> _WORK REQUEST_: Return every entry exactly as it is written in the listing.

------

//! JSON-file implementation of the IStateStore port
//!
//! The whole [`PersistedState`] lives in a single JSON document. Every
//! update writes a sibling temp file, flushes it, then renames it over the
//! target, so readers see either the old document or the new one and never
//! a partial write. Updates are serialized through an async mutex.

use std::path::{Path, PathBuf};

use anyhow::Result;
use tokio::io::AsyncWriteExt;
use tokio::sync::Mutex;
use tracing::{debug, instrument};

use vaultsync_core::ports::{IStateStore, PersistedState, StateMutator};

use crate::CacheError;

/// State store backed by one JSON file
#[derive(Debug)]
pub struct JsonStateStore {
    path: PathBuf,
    write_lock: Mutex<()>,
}

impl JsonStateStore {
    pub fn new(path: PathBuf) -> Self {
        Self {
            path,
            write_lock: Mutex::new(()),
        }
    }

    /// Location of the state file
    pub fn path(&self) -> &Path {
        &self.path
    }

    fn temp_path(&self) -> PathBuf {
        let mut name = self
            .path
            .file_name()
            .map(|n| n.to_os_string())
            .unwrap_or_default();
        name.push(".tmp");
        self.path.with_file_name(name)
    }

    fn io_error(&self, source: std::io::Error) -> CacheError {
        CacheError::Io {
            path: self.path.display().to_string(),
            source,
        }
    }

    async fn read(&self) -> Result<PersistedState, CacheError> {
        match tokio::fs::read(&self.path).await {
            Ok(bytes) => serde_json::from_slice(&bytes).map_err(|source| CacheError::Corrupt {
                path: self.path.display().to_string(),
                source,
            }),
            Err(e) if e.kind() == std::io::ErrorKind::NotFound => {
                debug!(path = %self.path.display(), "No state file yet, using defaults");
                Ok(PersistedState::default())
            }
            Err(e) => Err(self.io_error(e)),
        }
    }

    async fn write(&self, state: &PersistedState) -> Result<(), CacheError> {
        if let Some(parent) = self.path.parent() {
            tokio::fs::create_dir_all(parent)
                .await
                .map_err(|e| self.io_error(e))?;
        }

        let json = serde_json::to_vec_pretty(state).map_err(|source| CacheError::Corrupt {
            path: self.path.display().to_string(),
            source,
        })?;

        let temp = self.temp_path();
        let mut file = tokio::fs::File::create(&temp)
            .await
            .map_err(|e| self.io_error(e))?;
        file.write_all(&json).await.map_err(|e| self.io_error(e))?;
        file.sync_all().await.map_err(|e| self.io_error(e))?;
        drop(file);

        tokio::fs::rename(&temp, &self.path)
            .await
            .map_err(|e| self.io_error(e))?;
        Ok(())
    }
}

#[async_trait::async_trait]
impl IStateStore for JsonStateStore {
    async fn load(&self) -> Result<PersistedState> {
        Ok(self.read().await?)
    }

    #[instrument(skip_all, fields(path = %self.path.display()))]
    async fn update(&self, mutator: StateMutator) -> Result<PersistedState> {
        let _guard = self.write_lock.lock().await;

        let mut state = self.read().await?;
        mutator(&mut state);
        self.write(&state).await?;

        debug!(
            entries = state.remote_index.len(),
            has_cursor = state.cursor.is_some(),
            "State persisted"
        );
        Ok(state)
    }
}
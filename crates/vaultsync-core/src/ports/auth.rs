//! Authentication provider port
//!
//! The sync engine never performs sign-in itself. It asks the provider for
//! its [`AuthStatus`] before every top-level operation and for a bearer
//! credential before every remote request.

use anyhow::Result;
use chrono::{DateTime, Duration, Utc};
use serde::{Deserialize, Serialize};

/// How long a refresh token stays usable after the access token expired
pub const REFRESH_WINDOW_HOURS: i64 = 23;

/// OAuth tokens held by an auth provider
#[derive(Debug, Clone, Serialize, Deserialize)]
pub struct Tokens {
    /// Bearer token for authenticating API requests
    pub access_token: String,
    /// Token for refreshing the access token without user interaction
    pub refresh_token: Option<String>,
    /// When the access token expires
    pub expires_at: DateTime<Utc>,
}

impl Tokens {
    /// Returns true if the access token has expired
    pub fn is_expired(&self) -> bool {
        self.is_expired_at(Utc::now())
    }

    fn is_expired_at(&self, now: DateTime<Utc>) -> bool {
        now >= self.expires_at
    }

    /// Classify these tokens at instant `now`
    ///
    /// - valid access token → `Authenticated`
    /// - expired, refresh token present and still inside the refresh
    ///   window → `ExpiredRefreshable`
    /// - otherwise → `Expired`
    pub fn status_at(&self, now: DateTime<Utc>) -> AuthStatus {
        if !self.is_expired_at(now) {
            return AuthStatus::Authenticated;
        }
        let refresh_deadline = self.expires_at + Duration::hours(REFRESH_WINDOW_HOURS);
        if self.refresh_token.is_some() && refresh_deadline > now {
            AuthStatus::ExpiredRefreshable
        } else {
            AuthStatus::Expired
        }
    }
}

/// Authentication status reported by an [`IAuthProvider`]
#[derive(Debug, Clone, Copy, PartialEq, Eq, Serialize, Deserialize)]
#[serde(rename_all = "snake_case")]
pub enum AuthStatus {
    NotAuthenticated,
    Expired,
    ExpiredRefreshable,
    Authenticated,
}

impl AuthStatus {
    /// Whether a top-level sync operation may start
    ///
    /// `ExpiredRefreshable` is allowed: the first `acquire_token` call
    /// refreshes the credential.
    pub fn allows_sync(&self) -> bool {
        matches!(
            self,
            AuthStatus::Authenticated | AuthStatus::ExpiredRefreshable
        )
    }
}

impl std::fmt::Display for AuthStatus {
    fn fmt(&self, f: &mut std::fmt::Formatter<'_>) -> std::fmt::Result {
        let s = match self {
            AuthStatus::NotAuthenticated => "not authenticated",
            AuthStatus::Expired => "expired",
            AuthStatus::ExpiredRefreshable => "expired (refreshable)",
            AuthStatus::Authenticated => "authenticated",
        };
        write!(f, "{s}")
    }
}

/// Source of bearer credentials
#[async_trait::async_trait]
pub trait IAuthProvider: Send + Sync {
    /// Return a bearer token usable right now
    ///
    /// # Errors
    /// Fails when no credential is stored, or when it expired and cannot
    /// be refreshed
    async fn acquire_token(&self) -> Result<String>;

    /// Current authentication status
    async fn status(&self) -> AuthStatus;
}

------

> _EXERCISE ANSWER_:
//! JSON-file implementation of the IStateStore port
//!
//! The whole [`PersistedState`] lives in a single JSON document. Every
//! update writes a sibling temp file, flushes it, then renames it over the
//! target, so readers see either the old document or the new one and never
//! a partial write. Updates are serialized through an async mutex.

use std::path::{Path, PathBuf};

use anyhow::Result;
use tokio::io::AsyncWriteExt;
use tokio::sync::Mutex;
use tracing::{debug, instrument};

use vaultsync_core::ports::{IStateStore, PersistedState, StateMutator};

use crate::CacheError;

/// State store backed by one JSON file
#[derive(Debug)]
pub struct JsonStateStore {
    path: PathBuf,
    write_lock: Mutex<()>,
}

impl JsonStateStore {
    pub fn new(path: PathBuf) -> Self {
        Self {
            path,
            write_lock: Mutex::new(()),
        }
    }

    /// Location of the state file
    pub fn path(&self) -> &Path {
        &self.path
    }

    fn temp_path(&self) -> PathBuf {
        let mut name = self
            .path
            .file_name()
            .map(|n| n.to_os_string())
            .unwrap_or_default();
        name.push(".tmp");
        self.path.with_file_name(name)
    }

    fn io_error(&self, source: std::io::Error) -> CacheError {
        CacheError::Io {
            path: self.path.display().to_string(),
            source,
        }
    }

    async fn read(&self) -> Result<PersistedState, CacheError> {
        match tokio::fs::read(&self.path).await {
            Ok(bytes) => serde_json::from_slice(&bytes).map_err(|source| CacheError::Corrupt {
                path: self.path.display().to_string(),
                source,
            }),
            Err(e) if e.kind() == std::io::ErrorKind::NotFound => {
                debug!(path = %self.path.display(), "No state file yet, using defaults");
                Ok(PersistedState::default())
            }
            Err(e) => Err(self.io_error(e)),
        }
    }

    async fn write(&self, state: &PersistedState) -> Result<(), CacheError> {
        if let Some(parent) = self.path.parent() {
            tokio::fs::create_dir_all(parent)
                .await
                .map_err(|e| self.io_error(e))?;
        }

        let json = serde_json::to_vec_pretty(state).map_err(|source| CacheError::Corrupt {
            path: self.path.display().to_string(),
            source,
        })?;

        let temp = self.temp_path();
        let mut file = tokio::fs::File::create(&temp)
            .await
            .map_err(|e| self.io_error(e))?;
        file.write_all(&json).await.map_err(|e| self.io_error(e))?;
        file.sync_all().await.map_err(|e| self.io_error(e))?;
        drop(file);

        tokio::fs::rename(&temp, &self.path)
            .await
            .map_err(|e| self.io_error(e))?;
        Ok(())
    }
}

#[async_trait::async_trait]
impl IStateStore for JsonStateStore {
    async fn load(&self) -> Result<PersistedState> {
        Ok(self.read().await?)
    }

    #[instrument(skip_all, fields(path = %self.path.display()))]
    async fn update(&self, mutator: StateMutator) -> Result<PersistedState> {
        let _guard = self.write_lock.lock().await;

        let mut state = self.read().await?;
        mutator(&mut state);
        self.write(&state).await?;

        debug!(
            entries = state.remote_index.len(),
            has_cursor = state.cursor.is_some(),
            "State persisted"
        );
        Ok(state)
    }
}
filename crates/vaultsync-core/src/ports/auth.rs
//! Authentication provider port
//!
//! The sync engine never performs sign-in itself. It asks the provider for
//! its [`AuthStatus`] before every top-level operation and for a bearer
//! credential before every remote request.

use anyhow::Result;
use chrono::{DateTime, Duration, Utc};
use serde::{Deserialize, Serialize};

/// How long a refresh token stays usable after the access token expired
pub const REFRESH_WINDOW_HOURS: i64 = 23;

/// OAuth tokens held by an auth provider
#[derive(Debug, Clone, Serialize, Deserialize)]
pub struct Tokens {
    /// Bearer token for authenticating API requests
    pub access_token: String,
    /// Token for refreshing the access token without user interaction
    pub refresh_token: Option<String>,
    /// When the access token expires
    pub expires_at: DateTime<Utc>,
}

impl Tokens {
    /// Returns true if the access token has expired
    pub fn is_expired(&self) -> bool {
        self.is_expired_at(Utc::now())
    }

    fn is_expired_at(&self, now: DateTime<Utc>) -> bool {
        now >= self.expires_at
    }

    /// Classify these tokens at instant `now`
    ///
    /// - valid access token → `Authenticated`
    /// - expired, refresh token present and still inside the refresh
    ///   window → `ExpiredRefreshable`
    /// - otherwise → `Expired`
    pub fn status_at(&self, now: DateTime<Utc>) -> AuthStatus {
        if !self.is_expired_at(now) {
            return AuthStatus::Authenticated;
        }
        let refresh_deadline = self.expires_at + Duration::hours(REFRESH_WINDOW_HOURS);
        if self.refresh_token.is_some() && refresh_deadline > now {
            AuthStatus::ExpiredRefreshable
        } else {
            AuthStatus::Expired
        }
    }
}

/// Authentication status reported by an [`IAuthProvider`]
#[derive(Debug, Clone, Copy, PartialEq, Eq, Serialize, Deserialize)]
#[serde(rename_all = "snake_case")]
pub enum AuthStatus {
    NotAuthenticated,
    Expired,
    ExpiredRefreshable,
    Authenticated,
}

impl AuthStatus {
    /// Whether a top-level sync operation may start
    ///
    /// `ExpiredRefreshable` is allowed: the first `acquire_token` call
    /// refreshes the credential.
    pub fn allows_sync(&self) -> bool {
        matches!(
            self,
            AuthStatus::Authenticated | AuthStatus::ExpiredRefreshable
        )
    }
}

impl std::fmt::Display for AuthStatus {
    fn fmt(&self, f: &mut std::fmt::Formatter<'_>) -> std::fmt::Result {
        let s = match self {
            AuthStatus::NotAuthenticated => "not authenticated",
            AuthStatus::Expired => "expired",
            AuthStatus::ExpiredRefreshable => "expired (refreshable)",
            AuthStatus::Authenticated => "authenticated",
        };
        write!(f, "{s}")
    }
}

/// Source of bearer credentials
#[async_trait::async_trait]
pub trait IAuthProvider: Send + Sync {
    /// Return a bearer token usable right now
    ///
    /// # Errors
    /// Fails when no credential is stored, or when it expired and cannot
    /// be refreshed
    async fn acquire_token(&self) -> Result<String>;

    /// Current authentication status
    async fn status(&self) -> AuthStatus;
}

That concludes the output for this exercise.